→ Collected data:
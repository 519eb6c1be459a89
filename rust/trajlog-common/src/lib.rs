//! Core definitions (error type and `Result`), relied upon by all trajlog-* crates.

pub mod error;
pub mod result;

pub use result::Result;
pub type Result<T> = std::result::Result<T, crate::error::Error>;

#[macro_export]
macro_rules! verify_arg {
    ($name:expr, $expr:expr) => {{
        let result = $expr;
        $crate::result::verify_arg(result, stringify!($name), stringify!($expr))?;
    }};
}

#[macro_export]
macro_rules! verify_data {
    ($name:expr, $expr:expr) => {{
        let result = $expr;
        $crate::result::verify_data(result, stringify!($name), stringify!($expr))?;
    }};
}

#[inline]
pub fn verify_arg(predicate: bool, name: &str, condition: &str) -> Result<()> {
    if predicate {
        Ok(())
    } else {
        invalid_arg(name, condition)
    }
}

#[inline]
pub fn verify_data(predicate: bool, name: &str, condition: &str) -> Result<()> {
    if predicate {
        Ok(())
    } else {
        invalid_format(name, condition)
    }
}

#[cold]
pub fn invalid_arg(name: &str, condition: &str) -> Result<()> {
    Err(crate::error::ErrorKind::InvalidArgument {
        name: name.to_string(),
        message: condition.to_string(),
    }
    .into())
}

#[cold]
pub fn invalid_format(name: &str, condition: &str) -> Result<()> {
    Err(crate::error::ErrorKind::InvalidFormat {
        element: name.to_string(),
        message: condition.to_string(),
    }
    .into())
}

→ YOUR GOAL:
Please print out every entry again, exactly as it reads.

→ ANSWER SECTION:
repository 519eb6c1be459a89
filename rust/trajlog-common/src/lib.rs
//! Core definitions (error type and `Result`), relied upon by all trajlog-* crates.

pub mod error;
pub mod result;

pub use result::Result;
pub type Result<T> = std::result::Result<T, crate::error::Error>;

#[macro_export]
macro_rules! verify_arg {
    ($name:expr, $expr:expr) => {{
        let result = $expr;
        $crate::result::verify_arg(result, stringify!($name), stringify!($expr))?;
    }};
}

#[macro_export]
macro_rules! verify_data {
    ($name:expr, $expr:expr) => {{
        let result = $expr;
        $crate::result::verify_data(result, stringify!($name), stringify!($expr))?;
    }};
}

#[inline]
pub fn verify_arg(predicate: bool, name: &str, condition: &str) -> Result<()> {
    if predicate {
        Ok(())
    } else {
        invalid_arg(name, condition)
    }
}

#[inline]
pub fn verify_data(predicate: bool, name: &str, condition: &str) -> Result<()> {
    if predicate {
        Ok(())
    } else {
        invalid_format(name, condition)
    }
}

#[cold]
pub fn invalid_arg(name: &str, condition: &str) -> Result<()> {
    Err(crate::error::ErrorKind::InvalidArgument {
        name: name.to_string(),
        message: condition.to_string(),
    }
    .into())
}

#[cold]
pub fn invalid_format(name: &str, condition: &str) -> Result<()> {
    Err(crate::error::ErrorKind::InvalidFormat {
        element: name.to_string(),
        message: condition.to_string(),
    }
    .into())
}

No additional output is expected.